■ **Exercise description**: Your result should be every line of the records below that contains the word "debug".

■ **Source material**:
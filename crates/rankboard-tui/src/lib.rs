// Library root: re-exports all modules so integration tests and the binary
// can access the crate's public API.

pub mod app;
pub mod protocol;
pub mod tui;
use tracing::{debug, warn};

use super::{Dot, Swarm};
use crate::config::DotTuning;
use crate::error::SpawnError;
use crate::level::CollisionGrid;
use crate::rng::Rng;
use crate::types::{DotState, Rect};

/// Places `tuning.max_dots` dots on random floor tiles whose centers are at
/// least `spawn_min_distance_cells` cells from the player's center.
///
/// Each slot gets `spawn_max_attempts` draws; running out is reported
/// instead of retrying forever.
pub fn spawn_dots<G: CollisionGrid + ?Sized>(
    grid: &G,
    player: &Rect,
    tuning: &DotTuning,
    rng: &mut Rng,
) -> Result<Swarm, SpawnError> {
    tuning.validate()?;
    let cell = grid.cell_size();
    let min_distance = tuning.spawn_min_distance_cells * cell;
    let player_center = player.center();
    let mut dots = Vec::with_capacity(tuning.max_dots);

    while dots.len() < tuning.max_dots {
        let mut spawned = None;
        for _ in 0..tuning.spawn_max_attempts {
            let gx = rng.int(0, grid.width() - 1);
            let gy = rng.int(0, grid.height() - 1);
            if grid.is_wall(gx, gy) {
                continue;
            }
            let center = grid.tile_center(gx, gy);
            if center.distance(player_center) < min_distance {
                continue;
            }
            spawned = Some((gx, gy));
            break;
        }

        let Some((gx, gy)) = spawned else {
            warn!(
                placed = dots.len(),
                required = tuning.max_dots,
                attempts = tuning.spawn_max_attempts,
                "dot spawn exhausted its attempts"
            );
            return Err(SpawnError::Unsatisfiable {
                placed: dots.len(),
                required: tuning.max_dots,
                attempts: tuning.spawn_max_attempts,
            });
        };

        let rect = Rect::new(
            gx as f32 * cell + cell / 4.0,
            gy as f32 * cell + cell / 4.0,
            cell / 2.0,
            cell / 2.0,
        );
        debug!(slot = dots.len(), gx, gy, "dot spawned");
        dots.push(Dot::new(rect, grid.tile_center(gx, gy)));
    }

    Ok(Swarm::from_dots(dots))
}

/// Marks every live dot touching the player as captured and returns how
/// many were caught this call.
pub fn resolve_captures(swarm: &mut Swarm, player: &Rect) -> usize {
    let mut captured = 0;
    for (slot, dot) in swarm.dots.iter_mut().enumerate() {
        if !dot.is_alive() || !dot.rect.overlaps(player) {
            continue;
        }
        dot.state = DotState::Captured;
        captured += 1;
        debug!(slot, "dot captured");
    }
    captured
}

#[cfg(test)]
mod tests {
    use super::*;
    use crate::constants::PLAYER_SIZE;
    use crate::level::Level;

    #[test]
    fn spawned_dots_keep_their_distance_from_player() {
        let level = Level::builtin();
        let player = level.player_start(PLAYER_SIZE);
        let tuning = DotTuning::default();
        let min_distance = tuning.spawn_min_distance_cells * level.cell_size;

        for seed in 0..200u64 {
            let mut rng = Rng::new(seed);
            let swarm = spawn_dots(&level, &player, &tuning, &mut rng).expect("spawnable");
            assert_eq!(swarm.len(), tuning.max_dots);
            for dot in swarm.iter() {
                assert!(dot.is_alive());
                assert!(
                    dot.rect.center().distance(player.center()) >= min_distance,
                    "dot too close: seed={seed}"
                );
                assert!(!level.collides_with_walls(&dot.rect));
                assert_eq!(dot.last_position, dot.rect.center());
                assert_eq!(dot.stuck_frames, 0);
                assert_eq!(dot.last_step, None);
            }
        }
    }

    #[test]
    fn cramped_level_reports_unsatisfiable_spawn() {
        let level = Level::parse("#####\n#...#\n#####", 25.0).expect("valid level");
        let player = level.player_start(PLAYER_SIZE);
        let tuning = DotTuning {
            spawn_max_attempts: 64,
            ..DotTuning::default()
        };
        let mut rng = Rng::new(1);
        let err = spawn_dots(&level, &player, &tuning, &mut rng).unwrap_err();
        assert!(matches!(
            err,
            SpawnError::Unsatisfiable {
                placed: 0,
                required: 10,
                attempts: 64
            }
        ));
    }

    #[test]
    fn invalid_tuning_is_rejected_before_sampling() {
        let level = Level::builtin();
        let player = level.player_start(PLAYER_SIZE);
        let tuning = DotTuning {
            max_dots: 0,
            ..DotTuning::default()
        };
        let mut rng = Rng::new(1);
        assert!(matches!(
            spawn_dots(&level, &player, &tuning, &mut rng),
            Err(SpawnError::Config(_))
        ));
    }

    #[test]
    fn capture_counts_each_dot_once() {
        let player = Rect::new(100.0, 100.0, 18.0, 18.0);
        let mut swarm = Swarm::from_dots(vec![
            Dot::new(Rect::new(110.0, 110.0, 12.5, 12.5), Default::default()),
            Dot::new(Rect::new(300.0, 300.0, 12.5, 12.5), Default::default()),
            Dot::new(Rect::new(118.0, 90.0, 12.5, 12.5), Default::default()),
        ]);

        assert_eq!(resolve_captures(&mut swarm, &player), 1);
        assert!(!swarm.get(0).expect("slot 0").is_alive());
        assert!(swarm.get(1).expect("slot 1").is_alive());
        // Slot 2 only touches the player's right edge.
        assert!(swarm.get(2).expect("slot 2").is_alive());

        for _ in 0..5 {
            assert_eq!(resolve_captures(&mut swarm, &player), 0);
        }
        assert_eq!(swarm.len(), 3);
        assert_eq!(swarm.alive_count(), 2);
    }
}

■ **Solution to the problem**:
use tracing::{debug, warn};
        debug!(slot = dots.len(), gx, gy, "dot spawned");
        debug!(slot, "dot captured");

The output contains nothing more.